## Your task
Scan the records for the word "GatewayError". Return each line where it is found.

* * * * * * * * *

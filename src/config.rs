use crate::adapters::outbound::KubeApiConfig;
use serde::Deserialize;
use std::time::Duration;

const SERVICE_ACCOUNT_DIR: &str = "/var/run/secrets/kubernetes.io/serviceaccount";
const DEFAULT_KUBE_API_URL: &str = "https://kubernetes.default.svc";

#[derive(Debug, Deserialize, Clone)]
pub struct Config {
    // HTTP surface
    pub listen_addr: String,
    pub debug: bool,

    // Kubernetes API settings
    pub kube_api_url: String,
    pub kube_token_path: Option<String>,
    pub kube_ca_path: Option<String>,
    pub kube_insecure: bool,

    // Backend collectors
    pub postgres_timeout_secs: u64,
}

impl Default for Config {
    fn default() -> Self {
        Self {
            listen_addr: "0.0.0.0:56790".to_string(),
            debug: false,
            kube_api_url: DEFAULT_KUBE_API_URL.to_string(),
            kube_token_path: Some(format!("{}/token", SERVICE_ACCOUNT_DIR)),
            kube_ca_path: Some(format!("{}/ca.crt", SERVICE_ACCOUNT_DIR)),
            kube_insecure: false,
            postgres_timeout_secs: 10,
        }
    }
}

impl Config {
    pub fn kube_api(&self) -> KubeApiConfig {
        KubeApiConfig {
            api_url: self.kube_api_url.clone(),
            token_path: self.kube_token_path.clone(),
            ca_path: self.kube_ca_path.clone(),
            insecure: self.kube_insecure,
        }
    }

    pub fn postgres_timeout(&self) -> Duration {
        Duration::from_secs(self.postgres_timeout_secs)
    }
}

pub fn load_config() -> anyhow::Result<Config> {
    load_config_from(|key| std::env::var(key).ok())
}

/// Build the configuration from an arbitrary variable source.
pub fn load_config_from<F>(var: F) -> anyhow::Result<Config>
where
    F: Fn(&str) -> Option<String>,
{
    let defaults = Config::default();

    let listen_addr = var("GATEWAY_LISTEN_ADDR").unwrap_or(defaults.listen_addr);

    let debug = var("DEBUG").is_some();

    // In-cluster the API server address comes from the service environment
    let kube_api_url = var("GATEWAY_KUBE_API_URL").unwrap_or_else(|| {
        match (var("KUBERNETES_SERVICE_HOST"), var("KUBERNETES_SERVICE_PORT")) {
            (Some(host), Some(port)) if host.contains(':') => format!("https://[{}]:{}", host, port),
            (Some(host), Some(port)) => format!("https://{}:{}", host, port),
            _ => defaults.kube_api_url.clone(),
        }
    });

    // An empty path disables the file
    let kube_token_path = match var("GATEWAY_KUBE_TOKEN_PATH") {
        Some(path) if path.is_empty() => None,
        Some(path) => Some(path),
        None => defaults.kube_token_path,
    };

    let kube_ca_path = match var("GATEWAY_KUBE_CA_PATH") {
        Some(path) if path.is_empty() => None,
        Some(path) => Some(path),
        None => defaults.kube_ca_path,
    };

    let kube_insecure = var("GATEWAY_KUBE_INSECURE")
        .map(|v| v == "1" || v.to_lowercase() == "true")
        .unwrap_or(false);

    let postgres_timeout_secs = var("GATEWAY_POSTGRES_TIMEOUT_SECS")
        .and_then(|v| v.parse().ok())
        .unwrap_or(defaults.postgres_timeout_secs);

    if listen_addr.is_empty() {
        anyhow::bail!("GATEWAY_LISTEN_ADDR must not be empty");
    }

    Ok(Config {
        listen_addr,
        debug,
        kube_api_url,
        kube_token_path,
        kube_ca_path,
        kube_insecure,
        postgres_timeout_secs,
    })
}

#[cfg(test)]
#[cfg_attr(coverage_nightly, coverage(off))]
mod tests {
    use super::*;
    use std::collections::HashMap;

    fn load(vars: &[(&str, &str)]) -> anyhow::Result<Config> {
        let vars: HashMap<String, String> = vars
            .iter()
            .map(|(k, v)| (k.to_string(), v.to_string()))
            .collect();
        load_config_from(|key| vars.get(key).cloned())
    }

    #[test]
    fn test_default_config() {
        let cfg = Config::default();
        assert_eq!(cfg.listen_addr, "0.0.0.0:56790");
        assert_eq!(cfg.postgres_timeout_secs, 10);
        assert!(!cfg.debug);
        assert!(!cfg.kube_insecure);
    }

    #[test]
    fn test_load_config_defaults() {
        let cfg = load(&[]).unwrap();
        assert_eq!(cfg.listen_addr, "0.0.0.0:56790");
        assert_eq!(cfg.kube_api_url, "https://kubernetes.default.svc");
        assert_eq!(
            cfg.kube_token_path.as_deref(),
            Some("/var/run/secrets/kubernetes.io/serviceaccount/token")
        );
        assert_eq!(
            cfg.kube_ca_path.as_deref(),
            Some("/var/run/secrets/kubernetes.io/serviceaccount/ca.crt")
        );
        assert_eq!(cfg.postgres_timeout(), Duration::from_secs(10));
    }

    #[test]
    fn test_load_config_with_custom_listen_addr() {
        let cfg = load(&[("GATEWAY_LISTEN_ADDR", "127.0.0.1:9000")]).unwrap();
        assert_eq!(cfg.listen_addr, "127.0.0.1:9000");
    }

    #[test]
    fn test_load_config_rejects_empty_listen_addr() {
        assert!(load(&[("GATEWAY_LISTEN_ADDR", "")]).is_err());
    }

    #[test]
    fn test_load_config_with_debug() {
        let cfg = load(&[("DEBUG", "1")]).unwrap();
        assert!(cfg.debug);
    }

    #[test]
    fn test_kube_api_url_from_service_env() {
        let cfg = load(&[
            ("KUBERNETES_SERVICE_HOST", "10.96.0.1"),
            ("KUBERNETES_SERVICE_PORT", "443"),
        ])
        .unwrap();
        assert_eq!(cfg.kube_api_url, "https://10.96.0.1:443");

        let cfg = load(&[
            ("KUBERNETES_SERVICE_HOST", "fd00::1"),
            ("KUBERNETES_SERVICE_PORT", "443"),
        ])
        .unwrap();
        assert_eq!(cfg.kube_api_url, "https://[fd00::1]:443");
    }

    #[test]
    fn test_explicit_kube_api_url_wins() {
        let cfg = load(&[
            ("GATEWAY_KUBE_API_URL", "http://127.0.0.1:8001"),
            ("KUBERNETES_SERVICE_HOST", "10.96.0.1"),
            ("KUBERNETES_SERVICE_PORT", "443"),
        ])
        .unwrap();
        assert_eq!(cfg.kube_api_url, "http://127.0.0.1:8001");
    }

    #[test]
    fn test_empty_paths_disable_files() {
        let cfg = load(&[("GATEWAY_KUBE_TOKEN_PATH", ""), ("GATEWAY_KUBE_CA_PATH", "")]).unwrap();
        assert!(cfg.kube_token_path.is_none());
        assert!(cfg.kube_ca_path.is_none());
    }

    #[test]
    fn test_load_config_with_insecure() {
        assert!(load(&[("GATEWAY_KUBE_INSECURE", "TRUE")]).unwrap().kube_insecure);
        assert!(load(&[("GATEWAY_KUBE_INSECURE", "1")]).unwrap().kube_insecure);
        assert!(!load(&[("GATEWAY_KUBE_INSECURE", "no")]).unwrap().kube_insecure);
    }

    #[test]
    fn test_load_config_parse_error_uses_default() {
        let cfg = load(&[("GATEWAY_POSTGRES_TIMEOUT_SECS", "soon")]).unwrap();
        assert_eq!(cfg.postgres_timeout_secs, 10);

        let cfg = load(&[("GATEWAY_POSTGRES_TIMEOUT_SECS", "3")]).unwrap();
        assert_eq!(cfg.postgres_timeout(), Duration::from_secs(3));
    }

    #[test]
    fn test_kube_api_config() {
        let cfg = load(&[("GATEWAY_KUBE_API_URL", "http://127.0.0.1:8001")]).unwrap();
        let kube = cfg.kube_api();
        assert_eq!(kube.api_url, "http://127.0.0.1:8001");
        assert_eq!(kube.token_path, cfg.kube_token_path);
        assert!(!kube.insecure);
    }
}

* * * * * * * * *

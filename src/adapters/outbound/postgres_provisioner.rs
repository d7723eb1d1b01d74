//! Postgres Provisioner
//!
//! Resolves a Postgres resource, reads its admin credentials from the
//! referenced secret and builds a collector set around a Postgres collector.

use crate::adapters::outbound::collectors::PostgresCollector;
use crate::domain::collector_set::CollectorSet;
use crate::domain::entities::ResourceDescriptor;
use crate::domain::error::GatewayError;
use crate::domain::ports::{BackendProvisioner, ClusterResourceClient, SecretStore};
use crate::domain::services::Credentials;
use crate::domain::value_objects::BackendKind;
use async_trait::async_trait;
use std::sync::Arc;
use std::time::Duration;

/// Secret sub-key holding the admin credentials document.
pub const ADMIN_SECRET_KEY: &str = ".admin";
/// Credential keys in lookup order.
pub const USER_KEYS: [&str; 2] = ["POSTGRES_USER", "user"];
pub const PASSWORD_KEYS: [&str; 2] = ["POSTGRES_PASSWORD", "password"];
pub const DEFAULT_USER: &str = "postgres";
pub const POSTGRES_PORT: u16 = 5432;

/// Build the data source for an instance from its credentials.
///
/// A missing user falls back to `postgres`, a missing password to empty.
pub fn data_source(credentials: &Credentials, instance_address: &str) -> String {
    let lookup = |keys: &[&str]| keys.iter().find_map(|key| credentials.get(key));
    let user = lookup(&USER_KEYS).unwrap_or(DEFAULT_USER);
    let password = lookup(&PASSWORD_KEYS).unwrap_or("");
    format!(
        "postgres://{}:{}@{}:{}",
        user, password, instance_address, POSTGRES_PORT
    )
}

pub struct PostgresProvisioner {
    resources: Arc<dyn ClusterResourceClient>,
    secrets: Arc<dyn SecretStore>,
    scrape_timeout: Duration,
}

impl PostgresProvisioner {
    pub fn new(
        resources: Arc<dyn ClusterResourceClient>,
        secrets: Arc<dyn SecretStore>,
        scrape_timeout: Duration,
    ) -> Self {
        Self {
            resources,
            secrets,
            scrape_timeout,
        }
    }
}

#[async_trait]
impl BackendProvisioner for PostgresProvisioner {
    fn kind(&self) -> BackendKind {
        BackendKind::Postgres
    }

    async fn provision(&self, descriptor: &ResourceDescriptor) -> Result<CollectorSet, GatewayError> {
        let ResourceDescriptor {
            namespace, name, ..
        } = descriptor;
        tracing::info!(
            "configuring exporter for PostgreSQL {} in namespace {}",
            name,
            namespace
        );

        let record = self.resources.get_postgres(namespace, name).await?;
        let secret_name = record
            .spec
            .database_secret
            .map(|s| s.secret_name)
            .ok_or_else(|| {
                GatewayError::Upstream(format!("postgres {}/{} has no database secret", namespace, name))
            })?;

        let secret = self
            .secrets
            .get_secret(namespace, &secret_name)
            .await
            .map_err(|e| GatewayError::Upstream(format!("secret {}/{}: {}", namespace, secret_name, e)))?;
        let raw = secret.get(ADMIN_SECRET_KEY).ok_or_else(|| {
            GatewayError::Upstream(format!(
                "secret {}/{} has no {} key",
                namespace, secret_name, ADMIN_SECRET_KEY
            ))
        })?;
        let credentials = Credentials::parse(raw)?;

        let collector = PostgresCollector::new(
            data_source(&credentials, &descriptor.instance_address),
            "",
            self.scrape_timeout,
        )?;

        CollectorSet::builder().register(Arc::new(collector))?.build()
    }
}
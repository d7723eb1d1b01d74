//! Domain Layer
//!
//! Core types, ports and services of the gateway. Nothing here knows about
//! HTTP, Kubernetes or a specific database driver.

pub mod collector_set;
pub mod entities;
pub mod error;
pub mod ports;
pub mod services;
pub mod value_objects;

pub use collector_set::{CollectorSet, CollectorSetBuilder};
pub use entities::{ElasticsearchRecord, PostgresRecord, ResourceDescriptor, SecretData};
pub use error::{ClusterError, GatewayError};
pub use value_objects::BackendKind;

* * * * * * * * *

## Exercise solution
use crate::domain::error::GatewayError;
    async fn provision(&self, descriptor: &ResourceDescriptor) -> Result<CollectorSet, GatewayError> {
                GatewayError::Upstream(format!("postgres {}/{} has no database secret", namespace, name))
            .map_err(|e| GatewayError::Upstream(format!("secret {}/{}: {}", namespace, secret_name, e)))?;
            GatewayError::Upstream(format!(
pub use error::{ClusterError, GatewayError};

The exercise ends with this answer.